▶ **Records supplied**:
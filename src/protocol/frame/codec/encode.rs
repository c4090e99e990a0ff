use std::{iter::FusedIterator, sync::Arc};

use bytes::{Bytes, BytesMut};
use log::*;
use monoio_codec::Encoder;

use super::LengthFormat;
use crate::{
    error::{Error, ProtocolError, Result},
    protocol::{
        config::Role,
        frame::{
            Extension, FrameHeader, MaskSource, RandomMask, Utf8Bytes, apply_mask,
            coding::{CloseCode, CloseReasons, OpCode},
        },
        message::Message,
    },
};

/// Data handed to the encoder. Text infers the text opcode, bytes infer the binary opcode.
#[derive(Debug, Clone, Copy, PartialEq, Eq)]
pub enum Payload<'a> {
    /// UTF-8 text.
    Text(&'a str),
    /// Arbitrary bytes.
    Binary(&'a [u8]),
}

impl<'a> Payload<'a> {
    #[inline]
    fn as_bytes(&self) -> &'a [u8] {
        match *self {
            Payload::Text(text) => text.as_bytes(),
            Payload::Binary(data) => data,
        }
    }

    #[inline]
    fn default_opcode(&self) -> OpCode {
        match self {
            Payload::Text(_) => OpCode::Text,
            Payload::Binary(_) => OpCode::Binary,
        }
    }
}

impl<'a> From<&'a str> for Payload<'a> {
    fn from(text: &'a str) -> Self {
        Payload::Text(text)
    }
}

impl<'a> From<&'a String> for Payload<'a> {
    fn from(text: &'a String) -> Self {
        Payload::Text(text)
    }
}

impl<'a> From<&'a Utf8Bytes> for Payload<'a> {
    fn from(text: &'a Utf8Bytes) -> Self {
        Payload::Text(text.as_str())
    }
}

impl<'a> From<&'a [u8]> for Payload<'a> {
    fn from(data: &'a [u8]) -> Self {
        Payload::Binary(data)
    }
}

impl<'a, const N: usize> From<&'a [u8; N]> for Payload<'a> {
    fn from(data: &'a [u8; N]) -> Self {
        Payload::Binary(data)
    }
}

impl<'a> From<&'a Vec<u8>> for Payload<'a> {
    fn from(data: &'a Vec<u8>) -> Self {
        Payload::Binary(data)
    }
}

impl<'a> From<&'a Bytes> for Payload<'a> {
    fn from(data: &'a Bytes) -> Self {
        Payload::Binary(data)
    }
}

/// Per-frame encoding options.
#[derive(Debug, Clone, Copy, PartialEq, Eq)]
pub struct EncodeOptions {
    /// The FIN bit. Defaults to `true`.
    pub is_final: bool,
    /// Masking key to use instead of a generated one. Ignored by roles that send unmasked frames.
    pub mask: Option<[u8; 4]>,
    /// Opcode to use instead of the one inferred from the payload.
    pub opcode: Option<OpCode>,
    /// Reserved bit 1.
    pub rsv1: bool,
    /// Reserved bit 2.
    pub rsv2: bool,
    /// Reserved bit 3.
    pub rsv3: bool,
}

impl Default for EncodeOptions {
    fn default() -> Self {
        Self {
            is_final: true,
            mask: None,
            opcode: None,
            rsv1: false,
            rsv2: false,
            rsv3: false,
        }
    }
}

impl EncodeOptions {
    /// Sets [`Self::is_final`].
    pub fn is_final(mut self, is_final: bool) -> Self {
        self.is_final = is_final;
        self
    }

    /// Sets [`Self::mask`].
    pub fn mask(mut self, mask: [u8; 4]) -> Self {
        self.mask = Some(mask);
        self
    }

    /// Sets [`Self::opcode`].
    pub fn opcode(mut self, opcode: OpCode) -> Self {
        self.opcode = Some(opcode);
        self
    }

    /// Sets the three reserved bits.
    pub fn reserved(mut self, rsv1: bool, rsv2: bool, rsv3: bool) -> Self {
        self.rsv1 = rsv1;
        self.rsv2 = rsv2;
        self.rsv3 = rsv3;
        self
    }
}

/// Encoder for WebSocket frames.
///
/// Encoding is stateless apart from drawing masking keys from the [`MaskSource`].
#[derive(Debug)]
pub struct FrameEncoder {
    role: Role,
    max_payload: u64,
    mask_source: Box<dyn MaskSource>,
    close_reasons: CloseReasons,
    extensions: Vec<Arc<dyn Extension>>,
}

impl FrameEncoder {
    /// Creates an encoder for frames sent in `role`.
    pub fn new(role: Role) -> Self {
        Self {
            role,
            max_payload: 1 << 63,
            mask_source: Box::new(RandomMask),
            close_reasons: CloseReasons::default(),
            extensions: Vec::new(),
        }
    }

    /// Sets the payload ceiling, see [`CodecConfig::max_payload`](crate::protocol::CodecConfig).
    pub fn with_max_payload(mut self, max_payload: u64) -> Self {
        self.max_payload = max_payload;
        self
    }

    /// Replaces the source of masking keys.
    pub fn with_mask_source(mut self, mask_source: impl MaskSource + 'static) -> Self {
        self.mask_source = Box::new(mask_source);
        self
    }

    /// Replaces the table used by [`Self::close`].
    pub fn with_close_reasons(mut self, close_reasons: CloseReasons) -> Self {
        self.close_reasons = close_reasons;
        self
    }

    /// Sets the payload ceiling for subsequent frames.
    pub fn set_max_payload(&mut self, max_payload: u64) {
        self.max_payload = max_payload;
    }

    /// Returns the payload ceiling.
    pub fn max_payload(&self) -> u64 {
        self.max_payload
    }

    /// Returns the role this encoder works for.
    pub fn role(&self) -> Role {
        self.role
    }

    /// Returns the close-reason table.
    pub fn close_reasons(&self) -> &CloseReasons {
        &self.close_reasons
    }

    /// Appends an extension to the send chain.
    pub fn push_extension(&mut self, extension: Arc<dyn Extension>) {
        self.extensions.push(extension);
    }

    /// Encodes one frame into a new buffer.
    pub fn encode_payload<'a>(
        &mut self,
        payload: impl Into<Payload<'a>>,
        options: EncodeOptions,
    ) -> Result<Bytes> {
        let mut dst = BytesMut::new();
        self.encode_to(payload, options, &mut dst)?;
        Ok(dst.freeze())
    }

    /// Encodes one frame at the end of `dst`. Nothing is written if an error is returned.
    pub fn encode_to<'a>(
        &mut self,
        payload: impl Into<Payload<'a>>,
        options: EncodeOptions,
        dst: &mut BytesMut,
    ) -> Result<()> {
        let payload = payload.into();
        let opcode = options.opcode.unwrap_or_else(|| payload.default_opcode());
        let data = payload.as_bytes();

        if opcode.is_control() && data.len() > 125 {
            return Err(ProtocolError::ControlFrameTooBig.into());
        }

        let mut header = FrameHeader {
            is_final: options.is_final,
            rsv1: options.rsv1,
            rsv2: options.rsv2,
            rsv3: options.rsv3,
            opcode,
            payload_length: data.len() as u64,
            mask: self.resolve_mask(options.mask),
        };

        let transformed;
        let data = if self.extensions.is_empty() {
            data
        } else {
            let mut chain = Bytes::copy_from_slice(data);
            for extension in &self.extensions {
                chain = extension.send(&header, chain)?;
            }
            header.payload_length = chain.len() as u64;
            transformed = chain;
            &transformed[..]
        };

        if opcode.is_control() && header.payload_length > 125 {
            return Err(ProtocolError::ControlFrameTooBig.into());
        }
        if header.payload_length >= self.max_payload {
            return Err(ProtocolError::PayloadTooLarge {
                size: header.payload_length,
                max: self.max_payload,
            }
            .into());
        }

        dst.reserve(14 + data.len());
        Self::write_header(&header, dst);

        let start = dst.len();
        dst.extend_from_slice(data);
        if let Some(mask) = header.mask {
            apply_mask(&mut dst[start..], mask);
        }

        Ok(())
    }

    /// Encodes a ping frame.
    pub fn ping(&mut self, body: impl AsRef<[u8]>) -> Result<Bytes> {
        self.control(OpCode::Ping, body.as_ref())
    }

    /// Encodes a pong frame.
    pub fn pong(&mut self, body: impl AsRef<[u8]>) -> Result<Bytes> {
        self.control(OpCode::Pong, body.as_ref())
    }

    /// Encodes a close frame with `code` (1000 if `None`) and the reason registered for it.
    ///
    /// Any 16-bit code is accepted; an unregistered code is sent without a reason.
    pub fn close(&mut self, code: Option<u16>) -> Result<Bytes> {
        let code = code.unwrap_or_else(|| CloseCode::Normal.into());
        let reason = self.close_reasons.get(code).unwrap_or_default().to_owned();
        self.close_with_reason(code, &reason)
    }

    /// Encodes a close frame with an explicit reason.
    pub fn close_with_reason(&mut self, code: u16, reason: &str) -> Result<Bytes> {
        let mut body = Vec::with_capacity(2 + reason.len());
        body.extend_from_slice(&code.to_be_bytes());
        body.extend_from_slice(reason.as_bytes());
        self.control(OpCode::Close, &body)
    }

    /// Encodes a continuation frame of a fragmented message.
    pub fn continuation<'a>(
        &mut self,
        body: impl Into<Payload<'a>>,
        is_final: bool,
    ) -> Result<Bytes> {
        let options = EncodeOptions::default()
            .opcode(OpCode::Continue)
            .is_final(is_final);
        self.encode_payload(body, options)
    }

    /// Splits `payload` into frames carrying at most `max_payload` bytes each.
    ///
    /// `None` or `0` falls back to the largest payload the encoder accepts, and a larger size is
    /// capped to it. The chunk size is never below 2. The first frame carries the data opcode, the
    /// others are continuation frames and only the last one has the FIN bit set. Frames are
    /// encoded lazily as the iterator is advanced.
    pub fn multi_encode<'e, 'a>(
        &'e mut self,
        payload: impl Into<Payload<'a>>,
        max_payload: Option<usize>,
        options: EncodeOptions,
    ) -> Result<MultiEncode<'e, 'a>> {
        let payload = payload.into();
        let opcode = options.opcode.unwrap_or_else(|| payload.default_opcode());
        let data = payload.as_bytes();

        // Payloads must stay strictly below the ceiling.
        let largest =
            usize::try_from(self.max_payload.saturating_sub(1)).unwrap_or(usize::MAX);
        let chunk_size = max_payload
            .filter(|&size| size > 0)
            .map_or(largest, |size| size.min(largest))
            .max(2);

        if opcode.is_control() {
            if data.len() > 125 {
                return Err(ProtocolError::ControlFrameTooBig.into());
            }
            if data.len() > chunk_size {
                return Err(ProtocolError::FragmentedControlFrame.into());
            }
        }

        Ok(MultiEncode {
            encoder: self,
            remaining: data,
            chunk_size,
            opcode,
            options,
            done: false,
        })
    }

    fn control(&mut self, opcode: OpCode, body: &[u8]) -> Result<Bytes> {
        self.encode_payload(body, EncodeOptions::default().opcode(opcode))
    }

    fn resolve_mask(&mut self, requested: Option<[u8; 4]>) -> Option<[u8; 4]> {
        if self.role.masks_output() {
            Some(requested.unwrap_or_else(|| self.mask_source.next_mask()))
        } else {
            if requested.is_some() {
                debug!("Ignoring masking key, {:?} sends unmasked frames", self.role);
            }
            None
        }
    }

    #[inline]
    fn write_header(header: &FrameHeader, dst: &mut BytesMut) {
        let code: u8 = header.opcode.into();

        let one = {
            code | if header.is_final { 0x80 } else { 0 }
                | if header.rsv1 { 0x40 } else { 0 }
                | if header.rsv2 { 0x20 } else { 0 }
                | if header.rsv3 { 0x10 } else { 0 }
        };

        let length = header.payload_length;
        let lenfmt = LengthFormat::for_length(length);

        let two = { lenfmt.length_byte() | if header.mask.is_some() { 0x80 } else { 0 } };

        dst.extend_from_slice(&[one, two]);
        match lenfmt {
            LengthFormat::U8(_) => (),
            LengthFormat::U16 => {
                dst.extend_from_slice(&(length as u16).to_be_bytes());
            }
            LengthFormat::U64 => {
                dst.extend_from_slice(&length.to_be_bytes());
            }
        }

        if let Some(ref mask) = header.mask {
            dst.extend_from_slice(mask);
        }
    }
}

impl Default for FrameEncoder {
    /// A server-side encoder.
    fn default() -> Self {
        Self::new(Role::Server)
    }
}

impl Encoder<Message> for FrameEncoder {
    type Error = Error;

    fn encode(&mut self, message: Message, dst: &mut BytesMut) -> Result<(), Self::Error> {
        let options = EncodeOptions::default();
        match message {
            Message::Text(text) => self.encode_to(&text, options, dst),
            Message::Binary(data) => self.encode_to(&data, options, dst),
            Message::Ping(data) => self.encode_to(&data, options.opcode(OpCode::Ping), dst),
            Message::Pong(data) => self.encode_to(&data, options.opcode(OpCode::Pong), dst),
            Message::Close(None) => {
                self.encode_to(Payload::Binary(&[]), options.opcode(OpCode::Close), dst)
            }
            Message::Close(Some(close)) => {
                let mut body = Vec::with_capacity(2 + close.reason.len());
                body.extend_from_slice(&u16::from(close.code).to_be_bytes());
                body.extend_from_slice(close.reason.as_bytes());
                self.encode_to(&body, options.opcode(OpCode::Close), dst)
            }
        }
    }
}

/// Lazily encoded frames of a fragmented message, see [`FrameEncoder::multi_encode`].
#[derive(Debug)]
pub struct MultiEncode<'e, 'a> {
    encoder: &'e mut FrameEncoder,
    remaining: &'a [u8],
    chunk_size: usize,
    opcode: OpCode,
    options: EncodeOptions,
    done: bool,
}

impl Iterator for MultiEncode<'_, '_> {
    type Item = Result<Bytes>;

    fn next(&mut self) -> Option<Self::Item> {
        if self.done {
            return None;
        }

        let is_final = self.remaining.len() <= self.chunk_size;
        let split = self.remaining.len().min(self.chunk_size);
        let (chunk, rest) = self.remaining.split_at(split);
        self.remaining = rest;

        let options = EncodeOptions {
            is_final,
            opcode: Some(self.opcode),
            ..self.options
        };
        self.opcode = OpCode::Continue;
        self.done = is_final;

        let encoded = self.encoder.encode_payload(chunk, options);
        if encoded.is_err() {
            self.done = true;
        }
        Some(encoded)
    }
}

impl FusedIterator for MultiEncode<'_, '_> {}
use crate::error::{ProtocolError, Result};

/// Protocol version announced when none is configured.
pub const DEFAULT_VERSION: u8 = 13;

/// Protocol versions this codec speaks.
pub const SUPPORTED_VERSIONS: &[u8] = &[DEFAULT_VERSION];

/// Indicates which side of the connection a codec works for, and therefore which frames are
/// masked.
#[derive(Debug, Clone, Copy, PartialEq, Eq)]
pub enum Role {
    /// Decodes client frames, which must be masked, and sends unmasked frames.
    Server,
    /// Decodes server frames, which must not be masked, and sends masked frames.
    Client,
    /// Neither direction is masked, e.g. a loopback or test connection.
    Unmasked,
    /// Both directions are masked, e.g. a relay speaking to a client on either side.
    Masked,
}

impl Role {
    /// Whether incoming frames must carry a masking key.
    #[inline]
    pub fn expects_masked_input(self) -> bool {
        matches!(self, Role::Server | Role::Masked)
    }

    /// Whether outgoing frames are masked.
    #[inline]
    pub fn masks_output(self) -> bool {
        matches!(self, Role::Client | Role::Masked)
    }
}

/// The configuration of a [`FrameCodec`](crate::protocol::frame::codec::FrameCodec).
///
/// Collaborators that are not plain values, such as the close-reason table, the masking key
/// source and extensions, are set on the codec itself.
#[derive(Debug, Clone, Copy, PartialEq, Eq)]
#[non_exhaustive]
pub struct CodecConfig {
    /// Frame payloads must be strictly smaller than this, both when encoding and decoding.
    ///
    /// The default value is 2^63, which is the largest length the wire format can carry.
    pub max_payload: u64,
    /// The maximum size of a reassembled message. `None` means no size limit.
    ///
    /// The default value is 64 MiB, which should be reasonably big for all normal use-cases but
    /// small enough to prevent memory eating by a malicious user.
    pub max_message_size: Option<usize>,
    /// The protocol version, carried as is. Only version 13 is supported.
    pub version: u8,
    /// The initial capacity of the receive buffer.
    ///
    /// The default value is 8 KiB.
    pub initial_read_capacity: usize,
}

impl Default for CodecConfig {
    fn default() -> Self {
        Self {
            max_payload: 1 << 63,
            max_message_size: Some(64 << 20),
            version: DEFAULT_VERSION,
            initial_read_capacity: 8 * 1024,
        }
    }
}

impl CodecConfig {
    /// Sets [`Self::max_payload`].
    pub fn max_payload(mut self, max_payload: u64) -> Self {
        self.max_payload = max_payload;
        self
    }

    /// Sets [`Self::max_message_size`].
    pub fn max_message_size(mut self, max_message_size: Option<usize>) -> Self {
        self.max_message_size = max_message_size;
        self
    }

    /// Sets [`Self::version`].
    pub fn version(mut self, version: u8) -> Self {
        self.version = version;
        self
    }

    /// Sets [`Self::initial_read_capacity`].
    pub fn initial_read_capacity(mut self, initial_read_capacity: usize) -> Self {
        self.initial_read_capacity = initial_read_capacity;
        self
    }

    /// Checks that the configured version is supported.
    pub fn validate(&self) -> Result<()> {
        if !SUPPORTED_VERSIONS.contains(&self.version) {
            return Err(ProtocolError::UnsupportedVersion(self.version).into());
        }
        Ok(())
    }
}

#[cfg(test)]
mod tests {
    use super::*;
    use crate::error::Error;

    #[test]
    fn masking_per_role() {
        assert!(Role::Server.expects_masked_input() && !Role::Server.masks_output());
        assert!(!Role::Client.expects_masked_input() && Role::Client.masks_output());
        assert!(!Role::Unmasked.expects_masked_input() && !Role::Unmasked.masks_output());
        assert!(Role::Masked.expects_masked_input() && Role::Masked.masks_output());
    }

    #[test]
    fn version_check() {
        assert!(CodecConfig::default().validate().is_ok());
        assert!(matches!(
            CodecConfig::default().version(8).validate(),
            Err(Error::Protocol(ProtocolError::UnsupportedVersion(8)))
        ));
    }

    #[test]
    fn builder() {
        let config = CodecConfig::default()
            .max_payload(1024)
            .max_message_size(None)
            .initial_read_capacity(16);
        assert_eq!(config.max_payload, 1024);
        assert_eq!(config.max_message_size, None);
        assert_eq!(config.initial_read_capacity, 16);
        assert_eq!(config.version, 13);
    }
}
//! Drives the decoder through `monoio-codec` over an in-memory reader.

use monoio::io::stream::Stream;
use monoio_codec::FramedRead;
use monoio_wsframe::{EncodeOptions, FrameCodec, FrameDecoder, Message, Role};

#[monoio::test]
async fn framed_read_yields_frames() {
    let mut sender = FrameCodec::new(Role::Client);
    let mut wire = Vec::new();
    let options = EncodeOptions::default();
    let large = vec![7u8; 70_000];
    wire.extend_from_slice(&sender.encode("Hello WebSocket", options).unwrap());
    wire.extend_from_slice(&sender.ping(b"p").unwrap());
    wire.extend_from_slice(&sender.encode(&large, options).unwrap());
    wire.extend_from_slice(&sender.close(Some(1001)).unwrap());

    let mut framed = FramedRead::new(wire.as_slice(), FrameDecoder::new(Role::Server));

    let text = framed.next().await.unwrap().unwrap();
    assert_eq!(text.body().as_text(), Some("Hello WebSocket"));

    let ping = framed.next().await.unwrap().unwrap();
    assert!(ping.is_ping());

    let binary = framed.next().await.unwrap().unwrap();
    assert_eq!(binary.payload().len(), 70_000);

    let close = framed.next().await.unwrap().unwrap();
    assert!(close.is_close());
    assert_eq!(&close.payload()[..2], &[0x03, 0xe9]);

    assert!(framed.next().await.is_none());
}

#[monoio::test]
async fn framed_read_reports_violations() {
    let wire = [0x81u8, 0x02, b'h', b'i'];
    let mut framed = FramedRead::new(&wire[..], FrameDecoder::new(Role::Server));
    assert!(framed.next().await.unwrap().is_err());
}

#[test]
fn decode_message_from_chunks() {
    let mut sender = FrameCodec::new(Role::Server);
    let mut wire = Vec::new();
    for frame in sender
        .multi_encode("stream of text", Some(4), EncodeOptions::default())
        .unwrap()
    {
        wire.extend_from_slice(&frame.unwrap());
    }

    let mut receiver = FrameCodec::new(Role::Client);
    let mut messages = Vec::new();
    for chunk in wire.chunks(3) {
        if let Some(message) = receiver.decode_message(chunk).unwrap() {
            messages.push(message);
        }
    }
    assert_eq!(messages, vec![Message::text("stream of text")]);
}
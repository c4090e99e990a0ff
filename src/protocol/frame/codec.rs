//! WebSocket frame codec implementation.
//!
//! The codec does no I/O. The transport hands received chunks to [`FrameCodec::decode`] and
//! writes the bytes returned by the encode operations. [`FrameDecoder`] and [`FrameEncoder`] also
//! implement the `monoio-codec` traits, so a monoio transport can drive them through
//! `FramedRead`.

use std::sync::Arc;

use bytes::{Bytes, BytesMut};
use log::*;

use crate::{
    error::{CapacityError, Result},
    protocol::{
        config::{CodecConfig, Role},
        frame::{
            Extension, Frame, MaskSource,
            coding::{CloseReasons, OpCode},
        },
        message::{Message, MessageAssembler},
    },
};

mod decode;
pub use decode::FrameDecoder;

mod encode;
pub use encode::{EncodeOptions, FrameEncoder, MultiEncode, Payload};

/// Handling of the 7-bit length field.
#[derive(Debug, Clone, Copy, PartialEq, Eq)]
pub(crate) enum LengthFormat {
    U8(u8),
    U16,
    U64,
}

impl LengthFormat {
    /// Gets the length format for the given data size.
    #[inline]
    pub(crate) fn for_length(length: u64) -> Self {
        if length < 126 {
            LengthFormat::U8(length as u8)
        } else if length < 65536 {
            LengthFormat::U16
        } else {
            LengthFormat::U64
        }
    }

    /// Gets the length format from the second header byte. The mask bit is ignored.
    #[inline]
    pub(crate) fn for_byte(byte: u8) -> Self {
        match byte & 0x7F {
            126 => LengthFormat::U16,
            127 => LengthFormat::U64,
            b => LengthFormat::U8(b),
        }
    }

    /// Gets the size of the extended length field.
    #[inline]
    pub(crate) fn extra_bytes(&self) -> usize {
        match *self {
            LengthFormat::U8(_) => 0,
            LengthFormat::U16 => 2,
            LengthFormat::U64 => 8,
        }
    }

    /// Gets the value of the 7-bit length field.
    #[inline]
    pub(crate) fn length_byte(&self) -> u8 {
        match *self {
            LengthFormat::U8(b) => b,
            LengthFormat::U16 => 126,
            LengthFormat::U64 => 127,
        }
    }
}

/// Codec for one direction pair of a WebSocket connection.
///
/// Owns the receive buffer, at most one partially decoded frame and the reassembly state of a
/// fragmented message. A codec belongs to a single connection; decode calls must not be
/// interleaved from several tasks.
#[derive(Debug)]
pub struct FrameCodec {
    read_buf: BytesMut,
    decoder: FrameDecoder,
    encoder: FrameEncoder,
    assembler: MessageAssembler,
    config: CodecConfig,
}

impl FrameCodec {
    /// Creates a codec with the default configuration.
    pub fn new(role: Role) -> Self {
        Self::build(role, CodecConfig::default())
    }

    /// Creates a codec, failing if the configured protocol version is not supported.
    pub fn with_config(role: Role, config: CodecConfig) -> Result<Self> {
        config.validate()?;
        Ok(Self::build(role, config))
    }

    fn build(role: Role, config: CodecConfig) -> Self {
        Self {
            read_buf: BytesMut::with_capacity(config.initial_read_capacity),
            decoder: FrameDecoder::new(role).with_max_payload(config.max_payload),
            encoder: FrameEncoder::new(role).with_max_payload(config.max_payload),
            assembler: MessageAssembler::new(config.max_message_size, CloseReasons::default()),
            config,
        }
    }

    /// Replaces the source of masking keys.
    pub fn with_mask_source(mut self, mask_source: impl MaskSource + 'static) -> Self {
        self.encoder = self.encoder.with_mask_source(mask_source);
        self
    }

    /// Replaces the close-reason table used to encode and to validate close frames.
    pub fn with_close_reasons(mut self, close_reasons: CloseReasons) -> Self {
        self.assembler.set_close_reasons(close_reasons.clone());
        self.encoder = self.encoder.with_close_reasons(close_reasons);
        self
    }

    /// Appends an extension to both the receive and the send chain.
    pub fn push_extension(&mut self, extension: impl Extension + 'static) {
        let extension: Arc<dyn Extension> = Arc::new(extension);
        self.decoder.push_extension(extension.clone());
        self.encoder.push_extension(extension);
    }

    /// Returns the role of the codec.
    pub fn role(&self) -> Role {
        self.decoder.role()
    }

    /// Returns the configuration.
    pub fn config(&self) -> &CodecConfig {
        &self.config
    }

    /// Returns the number of received bytes not consumed yet.
    pub fn buffered(&self) -> usize {
        self.read_buf.len()
    }

    /// Returns a mutable reference to the decoder.
    pub fn decoder_mut(&mut self) -> &mut FrameDecoder {
        &mut self.decoder
    }

    /// Returns a mutable reference to the encoder.
    pub fn encoder_mut(&mut self) -> &mut FrameEncoder {
        &mut self.encoder
    }

    /// Splits the codec so that decoding and encoding can be driven independently.
    ///
    /// The returned buffer holds the received bytes the decoder has not consumed yet.
    pub fn into_parts(self) -> (FrameDecoder, BytesMut, FrameEncoder) {
        (self.decoder, self.read_buf, self.encoder)
    }

    /// Buffers `chunk` and decodes at most one frame.
    ///
    /// `Ok(None)` means more input is needed. Pass an empty chunk to drain frames that are
    /// already buffered.
    pub fn decode(&mut self, chunk: &[u8]) -> Result<Option<Frame>> {
        self.read_buf.extend_from_slice(chunk);
        self.decoder.decode_from(&mut self.read_buf)
    }

    /// Buffers `chunk` and decodes frames until a message is complete.
    ///
    /// Control frames come out as soon as they are decoded, even between the fragments of a
    /// data message. A data frame that would push the message past
    /// [`CodecConfig::max_message_size`] is rejected once its length is known, before its payload
    /// is buffered. Reassembly errors are fatal like decode errors.
    pub fn decode_message(&mut self, chunk: &[u8]) -> Result<Option<Message>> {
        match self.assemble(chunk) {
            Err(err) => {
                if !self.decoder.is_failed() {
                    debug!("Failed to reassemble message: {err}");
                    self.decoder.fail();
                }
                Err(err)
            }
            ok => ok,
        }
    }

    fn assemble(&mut self, chunk: &[u8]) -> Result<Option<Message>> {
        let mut chunk = chunk;
        loop {
            let Some(frame) = self.decode(chunk)? else {
                self.check_pending_size()?;
                return Ok(None);
            };
            chunk = &[];
            if let Some(message) = self.assembler.push(frame)? {
                return Ok(Some(message));
            }
        }
    }

    fn check_pending_size(&self) -> Result<()> {
        let (Some(header), Some(max_size)) =
            (self.decoder.pending_header(), self.config.max_message_size)
        else {
            return Ok(());
        };
        // The decoder only enters the payload state for lengths that fit in usize.
        let length = header.payload_length as usize;
        let size = match header.opcode {
            OpCode::Continue => self.assembler.collected().saturating_add(length),
            OpCode::Text | OpCode::Binary => length,
            _ => return Ok(()),
        };
        if size > max_size {
            return Err(CapacityError::MessageTooLong { size, max_size }.into());
        }
        Ok(())
    }

    /// Encodes one frame.
    pub fn encode<'a>(
        &mut self,
        payload: impl Into<Payload<'a>>,
        options: EncodeOptions,
    ) -> Result<Bytes> {
        self.encoder.encode_payload(payload, options)
    }

    /// Encodes one frame at the end of `dst`.
    pub fn encode_to<'a>(
        &mut self,
        payload: impl Into<Payload<'a>>,
        options: EncodeOptions,
        dst: &mut BytesMut,
    ) -> Result<()> {
        self.encoder.encode_to(payload, options, dst)
    }

    /// Splits a message into lazily encoded frames, see [`FrameEncoder::multi_encode`].
    pub fn multi_encode<'a>(
        &mut self,
        payload: impl Into<Payload<'a>>,
        max_payload: Option<usize>,
        options: EncodeOptions,
    ) -> Result<MultiEncode<'_, 'a>> {
        self.encoder.multi_encode(payload, max_payload, options)
    }

    /// Encodes a ping frame.
    pub fn ping(&mut self, body: impl AsRef<[u8]>) -> Result<Bytes> {
        self.encoder.ping(body)
    }

    /// Encodes a pong frame.
    pub fn pong(&mut self, body: impl AsRef<[u8]>) -> Result<Bytes> {
        self.encoder.pong(body)
    }

    /// Encodes a close frame, see [`FrameEncoder::close`].
    pub fn close(&mut self, code: Option<u16>) -> Result<Bytes> {
        self.encoder.close(code)
    }

    /// Encodes a close frame with an explicit reason.
    pub fn close_with_reason(&mut self, code: u16, reason: &str) -> Result<Bytes> {
        self.encoder.close_with_reason(code, reason)
    }

    /// Encodes a continuation frame.
    pub fn continuation<'a>(
        &mut self,
        body: impl Into<Payload<'a>>,
        is_final: bool,
    ) -> Result<Bytes> {
        self.encoder.continuation(body, is_final)
    }
}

▶ **Exercise aim**: Search the records above for "MaskSource" and copy every line that has it.

▶ **Expected output**:
            Extension, FrameHeader, MaskSource, RandomMask, Utf8Bytes, apply_mask,
/// Encoding is stateless apart from drawing masking keys from the [`MaskSource`].
    mask_source: Box<dyn MaskSource>,
    pub fn with_mask_source(mut self, mask_source: impl MaskSource + 'static) -> Self {
            Extension, Frame, MaskSource,
    pub fn with_mask_source(mut self, mask_source: impl MaskSource + 'static) -> Self {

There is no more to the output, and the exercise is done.